A shot of the two new wings.  I was going for a Pterodactyl style wing with this design.  You can see the three hinge joints as well as the lift arm that would control the wings vertical movement.  This would later be replaced with a thinner lift arm.

Another shot of the two wings.

This is a picture I edited digitally to simulate what the cloth might look like once attached to the wings.

The Arms

     Next on my long list of difficult tasks were the two arms.  I first took apart and redesigned one arm so that I could compare it to the original design later.  The dragon's arms are a copy of the functions of Brian Cooper's Dark Gundam's arms.  That is, while I didn't use the exact same design, I copied the movements of all the joints.  The arms, as well as the legs, would have shoulder flap, shoulder rotation, shoulder twist, elbow flex, wrist rotation and wrist flex joints, as well as moveable fingers.  The legs would not have a wrist (ankle) rotation, but rather a z axis flex.

Here you can see the first draft of my dragon's arm.  The dragon's wrist flex was created by the same click hinges used on the original design.  The wrist rotation joint was updated, but the design was the same as the original, using a trapped technic pin within the arm.  I did not want to have large wrist gauntlets like the Dark Gundams, which is why I did not opt to use the worm gear technique here.

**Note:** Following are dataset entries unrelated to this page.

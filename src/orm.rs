//! CRUD executor and upsert orchestration
//!
//! [`Orm`] borrows a connection and drives every operation through a
//! freshly resolved [`TypeDescriptor`]. Write operations accept an optional
//! caller transaction: when one is given the work joins it and is never
//! committed or rolled back here; otherwise a transaction is opened and
//! committed around the operation. A failed operation drops the
//! self-opened transaction uncommitted, which rolls it back.

use std::ops::Deref;

use rusqlite::{params_from_iter, Connection, Params, Transaction};

use crate::convert::ColumnValue;
use crate::query;
use crate::schema::{resolve, FieldDescriptor, Record, TypeDescriptor};
use crate::{Error, Result};

/// How [`Orm::write`] treats the incoming records.
#[derive(Debug, Clone, Copy, PartialEq, Eq)]
pub enum WriteMode {
    /// INSERT every record; a single autogenerated identity is read back.
    Insert,
    /// UPDATE every record by identity.
    Update,
    /// DELETE all identities in one statement, then INSERT every record.
    Replace,
}

impl WriteMode {
    pub fn as_str(&self) -> &'static str {
        match self {
            WriteMode::Insert => "insert",
            WriteMode::Update => "update",
            WriteMode::Replace => "replace",
        }
    }
}

/// Maps records onto a single connection.
///
/// Not safe to share between concurrent callers; serialize access outside.
pub struct Orm<'c> {
    conn: &'c Connection,
}

impl<'c> Orm<'c> {
    pub fn new(conn: &'c Connection) -> Self {
        Self { conn }
    }

    pub fn connection(&self) -> &'c Connection {
        self.conn
    }

    // ========== Read ==========

    /// Read every row matching `filter`.
    ///
    /// `filter` is raw SQL placed after `WHERE` (a blank filter reads the
    /// whole table) and `args` binds its `?` placeholders. Nothing about the
    /// clause is validated or escaped.
    pub fn read<T: Record, P: Params>(&self, filter: &str, args: P) -> Result<Vec<T>> {
        self.read_with(&resolve::<T>(), filter, args)
    }

    pub fn read_all<T: Record>(&self) -> Result<Vec<T>> {
        self.read("", [])
    }

    /// Look up one record by identity.
    pub fn find_by_id<T: Record>(&self, id: impl Into<ColumnValue>) -> Result<Option<T>> {
        let desc = resolve::<T>();
        let identity = require_identity(&desc)?;
        let filter = format!("{}=?", query::quote_ident(identity.column_name()));
        Ok(self.read_with(&desc, &filter, [id.into()])?.into_iter().next())
    }

    fn read_with<T: Record, P: Params>(&self, desc: &TypeDescriptor<T>, filter: &str, args: P) -> Result<Vec<T>> {
        let columns: Vec<&str> = desc.fields().iter().map(|f| f.column_name()).collect();
        let sql = query::select_sql(desc.table_name(), &columns, filter);
        tracing::debug!(table = desc.table_name(), sql = %sql, "read");

        let mut stmt = self.conn.prepare(&sql)?;
        let mut rows = stmt.query(args)?;
        let mut records = Vec::new();
        while let Some(row) = rows.next()? {
            let mut record = T::default();
            for (i, field) in desc.fields().iter().enumerate() {
                let raw: ColumnValue = row.get(i)?;
                field.write(&mut record, &raw);
            }
            records.push(record);
        }
        Ok(records)
    }

    // ========== Write ==========

    /// Insert records. When exactly one record is inserted and its identity
    /// is autogenerated, the engine-assigned identity is written back into
    /// it; larger batches keep whatever identity they came with.
    pub fn insert<T: Record>(&self, records: &mut [T], tx: Option<&Transaction<'_>>) -> Result<()> {
        self.write(records, WriteMode::Insert, tx)
    }

    pub fn update<T: Record>(&self, records: &[T], tx: Option<&Transaction<'_>>) -> Result<()> {
        let desc = resolve::<T>();
        self.in_transaction(tx, |conn| write_rows(conn, &desc, records, WriteMode::Update))
    }

    /// Delete any rows sharing an identity with `records`, then insert them
    /// all, atomically.
    pub fn insert_or_replace<T: Record>(&self, records: &[T], tx: Option<&Transaction<'_>>) -> Result<()> {
        let desc = resolve::<T>();
        self.in_transaction(tx, |conn| write_rows(conn, &desc, records, WriteMode::Replace))
    }

    /// Shared entry point for the three write modes.
    pub fn write<T: Record>(&self, records: &mut [T], mode: WriteMode, tx: Option<&Transaction<'_>>) -> Result<()> {
        let desc = resolve::<T>();
        self.in_transaction(tx, |conn| {
            write_rows(conn, &desc, records, mode)?;
            if mode == WriteMode::Insert && records.len() == 1 {
                assign_generated_identity(conn, &desc, &mut records[0])?;
            }
            Ok(())
        })
    }

    // ========== Delete ==========

    /// Delete the row holding `record`'s identity.
    pub fn delete<T: Record>(&self, record: &T, tx: Option<&Transaction<'_>>) -> Result<bool> {
        let desc = resolve::<T>();
        let id = require_identity(&desc)?.read(record);
        self.delete_with(&desc, id, tx)
    }

    /// Delete by identity value. Returns whether a row was removed.
    ///
    /// More than one affected row means the identity column is not unique;
    /// that is reported as [`Error::TooManyRowsDeleted`] and the deletion is
    /// not committed by this call.
    pub fn delete_by_id<T: Record>(&self, id: impl Into<ColumnValue>, tx: Option<&Transaction<'_>>) -> Result<bool> {
        let desc = resolve::<T>();
        self.delete_with(&desc, id.into(), tx)
    }

    fn delete_with<T>(&self, desc: &TypeDescriptor<T>, id: ColumnValue, tx: Option<&Transaction<'_>>) -> Result<bool> {
        let identity = require_identity(desc)?;
        let sql = query::delete_sql(desc.table_name(), identity.column_name());
        tracing::debug!(table = desc.table_name(), sql = %sql, id = %id, "delete");

        self.in_transaction(tx, |conn| {
            let affected = conn.execute(&sql, [&id])?;
            if affected > 1 {
                return Err(Error::TooManyRowsDeleted {
                    table: desc.table_name().to_string(),
                    id: id.clone(),
                    affected,
                });
            }
            Ok(affected == 1)
        })
    }

    // ========== Transactions ==========

    /// Run `op` inside the caller's transaction, or inside one opened and
    /// committed here.
    fn in_transaction<R>(
        &self,
        tx: Option<&Transaction<'_>>,
        op: impl FnOnce(&Connection) -> Result<R>,
    ) -> Result<R> {
        match tx {
            Some(tx) => op(tx.deref()),
            None => {
                let tx = self.conn.unchecked_transaction()?;
                let result = op(tx.deref())?;
                tx.commit()?;
                Ok(result)
            }
        }
    }
}

fn require_identity<T>(desc: &TypeDescriptor<T>) -> Result<&FieldDescriptor<T>> {
    desc.identity().ok_or_else(|| Error::MissingIdentity {
        table: desc.table_name().to_string(),
    })
}

fn write_rows<T>(conn: &Connection, desc: &TypeDescriptor<T>, records: &[T], mode: WriteMode) -> Result<()> {
    if records.is_empty() {
        return Ok(());
    }

    let table = desc.table_name();
    tracing::debug!(table, mode = mode.as_str(), rows = records.len(), "write");
    match mode {
        WriteMode::Insert => {
            let fields: Vec<&FieldDescriptor<T>> = desc.writable_fields().collect();
            insert_rows(conn, table, &fields, records, |field, record| field.read(record))
        }
        WriteMode::Update => {
            let identity = require_identity(desc)?;
            let fields: Vec<&FieldDescriptor<T>> = desc.writable_fields().collect();
            if fields.is_empty() {
                tracing::debug!(table, "nothing to update");
                return Ok(());
            }
            let columns: Vec<&str> = fields.iter().map(|f| f.column_name()).collect();
            let sql = query::update_sql(table, &columns, identity.column_name());
            tracing::debug!(table, sql = %sql, rows = records.len(), "update");

            let mut stmt = conn.prepare(&sql)?;
            for record in records {
                let mut values: Vec<ColumnValue> = fields.iter().map(|f| f.read(record)).collect();
                values.push(identity.read(record));
                stmt.execute(params_from_iter(values.iter()))?;
            }
            Ok(())
        }
        WriteMode::Replace => {
            let identity = require_identity(desc)?;
            let ids: Vec<ColumnValue> = records
                .iter()
                .map(|r| identity.read(r))
                .filter(|id| !is_unassigned(identity, id))
                .collect();
            if !ids.is_empty() {
                let sql = query::delete_in_sql(table, identity.column_name(), ids.len());
                tracing::debug!(table, sql = %sql, rows = ids.len(), "replace: delete existing");
                let removed = conn.execute(&sql, params_from_iter(ids.iter()))?;
                tracing::debug!(table, removed, "replace: deleted");
            }

            // Assigned identities are written back as-is; unassigned ones
            // bind NULL so the engine picks a fresh key.
            let fields: Vec<&FieldDescriptor<T>> = desc
                .fields()
                .iter()
                .filter(|f| f.is_identity() || !f.is_autogenerated())
                .collect();
            insert_rows(conn, table, &fields, records, |field, record| {
                let value = field.read(record);
                if field.is_identity() && is_unassigned(field, &value) {
                    ColumnValue::Null
                } else {
                    value
                }
            })
        }
    }
}

/// An autogenerated identity that still holds its unset value.
fn is_unassigned<T>(field: &FieldDescriptor<T>, value: &ColumnValue) -> bool {
    field.is_autogenerated() && matches!(value, ColumnValue::Null | ColumnValue::Integer(0))
}

fn insert_rows<T>(
    conn: &Connection,
    table: &str,
    fields: &[&FieldDescriptor<T>],
    records: &[T],
    bind: impl Fn(&FieldDescriptor<T>, &T) -> ColumnValue,
) -> Result<()> {
    let columns: Vec<&str> = fields.iter().map(|f| f.column_name()).collect();
    let sql = query::insert_sql(table, &columns);
    tracing::debug!(table, sql = %sql, rows = records.len(), "insert");

    let mut stmt = conn.prepare(&sql)?;
    for record in records {
        let values: Vec<ColumnValue> = fields.iter().map(|&f| bind(f, record)).collect();
        stmt.execute(params_from_iter(values.iter()))?;
    }
    Ok(())
}

fn assign_generated_identity<T>(conn: &Connection, desc: &TypeDescriptor<T>, record: &mut T) -> Result<()> {
    if !desc.is_autogenerated_identity() {
        return Ok(());
    }
    let identity = require_identity(desc)?;
    let id: ColumnValue = conn.query_row(query::LAST_INSERT_ID_SQL, [], |row| row.get(0))?;
    tracing::debug!(table = desc.table_name(), id = %id, "assigned identity");
    identity.write(record, &id);
    Ok(())
}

Another shot of the arm.  You can just make out the gear that makes up the elbow joint.  Brian Cooper's design had the worm gear that controlled the elbow attached to the forearm.  I, instead, attached the worm gear within the lower part of the upper arm.  I also doubled it's function by making the 1x6 technic beams that held it in place also pin the lower upper arm together, so that it wouldn't split under stress.  The red 2x2 round brick is the control knob for the elbow joint.

Here you can see the elbow joint in it's fully collapsed position.  You can also see my first attempt at creating a spike to cover up the elbow's exposed gear.  I later replaced the two arches with two 6 stud long inverted slopes.

A fourth shot of the arm, fully outstretched.  The upper arm rotation is achieved by a trapped gear attached to a worm gear.  The design is almost identical to Brian Cooper's design on the arms, but the legs use a slightly different design for less 'wobble' in the joint.  The yellow 2x2 round brick is the control knob for the shoulder twist joint.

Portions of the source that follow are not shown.